About this task: The lines wanted are those in the data below that include "result".

Entries shown:
##############################
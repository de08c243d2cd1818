//! Tests for DuoAdminClient against a local HTTP double

use serde_json::json;
use tokio::runtime::Runtime;
use wiremock::matchers::{body_string_contains, header_exists, method, path, query_param};
use wiremock::{Mock, MockServer, ResponseTemplate};

use duo_admin::application::ApplicationError;
use duo_admin::domain::{AdminId, AdminRecord, Credentials};
use duo_admin::infrastructure::duo::DuoAdminClient;
use duo_admin::infrastructure::traits::AdminApi;
use duo_admin::util::testing::init_test_setup;

fn credentials() -> Credentials {
    Credentials {
        integration_key: "DIWJ8X6AEYOR5OMC6TQ1".to_string(),
        secret_key: "gtdfxv9YgVBYcF6dl2Eq17KUQJN2PLM2ODVTkvoT".to_string(),
        api_host: "api-test.duosecurity.com".to_string(),
    }
}

/// The mock server lives on the runtime; the blocking client runs on the test thread.
fn start_server() -> (Runtime, MockServer) {
    init_test_setup();
    let rt = Runtime::new().expect("tokio runtime");
    let server = rt.block_on(MockServer::start());
    (rt, server)
}

fn client(server: &MockServer, page_limit: u32) -> DuoAdminClient {
    DuoAdminClient::with_base_url(credentials(), server.uri(), page_limit).expect("client")
}

fn record(phone: Option<&str>) -> AdminRecord {
    AdminRecord {
        email: "a@x.com".to_string(),
        name: "Ada Admin".to_string(),
        role: "Owner".to_string(),
        phone: phone.map(str::to_string),
    }
}

#[test]
fn given_ok_envelope_when_creating_admin_then_returns_admin_id() {
    // Arrange
    let (rt, server) = start_server();
    rt.block_on(
        Mock::given(method("POST"))
            .and(path("/admin/v1/admins"))
            .and(header_exists("authorization"))
            .and(header_exists("date"))
            .and(body_string_contains("email=a%40x.com"))
            .and(body_string_contains("password=dummy_password"))
            .respond_with(ResponseTemplate::new(200).set_body_json(json!({
                "stat": "OK",
                "response": {"admin_id": "DE123", "email": "a@x.com"}
            })))
            .expect(1)
            .mount(&server),
    );

    // Act
    let id = client(&server, 300).create_admin(&record(None)).unwrap();

    // Assert
    assert_eq!(id, AdminId::new("DE123"));
    let requests = rt.block_on(server.received_requests()).unwrap();
    let body = String::from_utf8(requests[0].body.clone()).unwrap();
    assert!(!body.contains("phone="), "absent phone must be omitted: {body}");
    assert!(body.contains("name=Ada%20Admin"));
    let auth = requests[0].headers.get("authorization").unwrap();
    assert!(auth.to_str().unwrap().starts_with("Basic "));
}

#[test]
fn given_phone_when_creating_admin_then_phone_param_sent() {
    // Arrange
    let (rt, server) = start_server();
    rt.block_on(
        Mock::given(method("POST"))
            .and(path("/admin/v1/admins"))
            .and(body_string_contains("phone=%2B15555550100"))
            .respond_with(ResponseTemplate::new(200).set_body_json(json!({
                "stat": "OK",
                "response": {"admin_id": "DE9"}
            })))
            .expect(1)
            .mount(&server),
    );

    // Act
    let id = client(&server, 300)
        .create_admin(&record(Some("+15555550100")))
        .unwrap();

    // Assert
    assert_eq!(id.as_str(), "DE9");
}

#[test]
fn given_fail_envelope_when_creating_admin_then_remote_create_with_detail() {
    // Arrange
    let (rt, server) = start_server();
    rt.block_on(
        Mock::given(method("POST"))
            .and(path("/admin/v1/admins"))
            .respond_with(ResponseTemplate::new(400).set_body_json(json!({
                "stat": "FAIL",
                "code": 40003,
                "message": "Duplicate resource",
                "message_detail": "email"
            })))
            .mount(&server),
    );

    // Act
    let err = client(&server, 300).create_admin(&record(None)).unwrap_err();

    // Assert
    match err {
        ApplicationError::RemoteCreate { reason } => {
            assert_eq!(reason, "40003: Duplicate resource (email)");
        }
        other => panic!("expected RemoteCreate, got {other:?}"),
    }
}

#[test]
fn given_admin_id_when_sending_activation_then_posts_to_activation_endpoint() {
    // Arrange
    let (rt, server) = start_server();
    rt.block_on(
        Mock::given(method("POST"))
            .and(path("/admin/v1/admins/DE123/activation_link/email"))
            .respond_with(ResponseTemplate::new(200).set_body_json(json!({
                "stat": "OK",
                "response": {"email": "a@x.com", "valid_days": 7}
            })))
            .expect(1)
            .mount(&server),
    );

    // Act
    let result = client(&server, 300).send_activation_email(&AdminId::new("DE123"));

    // Assert
    assert!(result.is_ok());
}

#[test]
fn given_activation_failure_when_sending_then_remote_activation_keeps_id() {
    // Arrange
    let (rt, server) = start_server();
    rt.block_on(
        Mock::given(method("POST"))
            .and(path("/admin/v1/admins/DE123/activation_link/email"))
            .respond_with(ResponseTemplate::new(404).set_body_json(json!({
                "stat": "FAIL",
                "code": 40401,
                "message": "Resource not found"
            })))
            .mount(&server),
    );

    // Act
    let err = client(&server, 300)
        .send_activation_email(&AdminId::new("DE123"))
        .unwrap_err();

    // Assert
    assert!(matches!(
        err,
        ApplicationError::RemoteActivation { ref admin_id, .. } if admin_id.as_str() == "DE123"
    ));
}

#[test]
fn given_paginated_users_when_listing_then_drains_all_pages_in_order() {
    // Arrange
    let (rt, server) = start_server();
    rt.block_on(async {
        Mock::given(method("GET"))
            .and(path("/admin/v1/users"))
            .and(query_param("limit", "2"))
            .and(query_param("offset", "0"))
            .respond_with(ResponseTemplate::new(200).set_body_json(json!({
                "stat": "OK",
                "metadata": {"next_offset": 2, "total_objects": 3},
                "response": [
                    {"username": "u1", "phones": [
                        {"number": "1", "type": "mobile", "platform": "iOS"},
                        {"number": "2", "type": "mobile", "platform": "Android"}
                    ]},
                    {"username": "u2", "phones": []}
                ]
            })))
            .expect(1)
            .mount(&server)
            .await;
        Mock::given(method("GET"))
            .and(path("/admin/v1/users"))
            .and(query_param("offset", "2"))
            .respond_with(ResponseTemplate::new(200).set_body_json(json!({
                "stat": "OK",
                "metadata": {"total_objects": 3},
                "response": [
                    {"username": "u3", "phones": [
                        {"number": null, "type": "landline", "platform": null}
                    ]}
                ]
            })))
            .expect(1)
            .mount(&server)
            .await;
    });

    // Act
    let users = client(&server, 2).list_users_with_phones().unwrap();

    // Assert
    let names: Vec<_> = users.iter().map(|u| u.username.as_str()).collect();
    assert_eq!(names, vec!["u1", "u2", "u3"]);
    assert_eq!(users[0].phones.len(), 2);
    assert_eq!(users[0].phones[1].platform, "Android");
    assert_eq!(users[2].phones[0].number, "");
    assert_eq!(users[2].phones[0].phone_type, "landline");
}

#[test]
fn given_non_json_error_when_listing_then_remote_list_names_status() {
    // Arrange
    let (rt, server) = start_server();
    rt.block_on(
        Mock::given(method("GET"))
            .and(path("/admin/v1/users"))
            .respond_with(ResponseTemplate::new(502).set_body_string("Bad Gateway"))
            .mount(&server),
    );

    // Act
    let err = client(&server, 300).list_users_with_phones().unwrap_err();

    // Assert
    match err {
        ApplicationError::RemoteList { reason } => assert!(reason.contains("502"), "{reason}"),
        other => panic!("expected RemoteList, got {other:?}"),
    }
}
##############################
Solution to this task:
    let result = client(&server, 300).send_activation_email(&AdminId::new("DE123"));
    assert!(result.is_ok());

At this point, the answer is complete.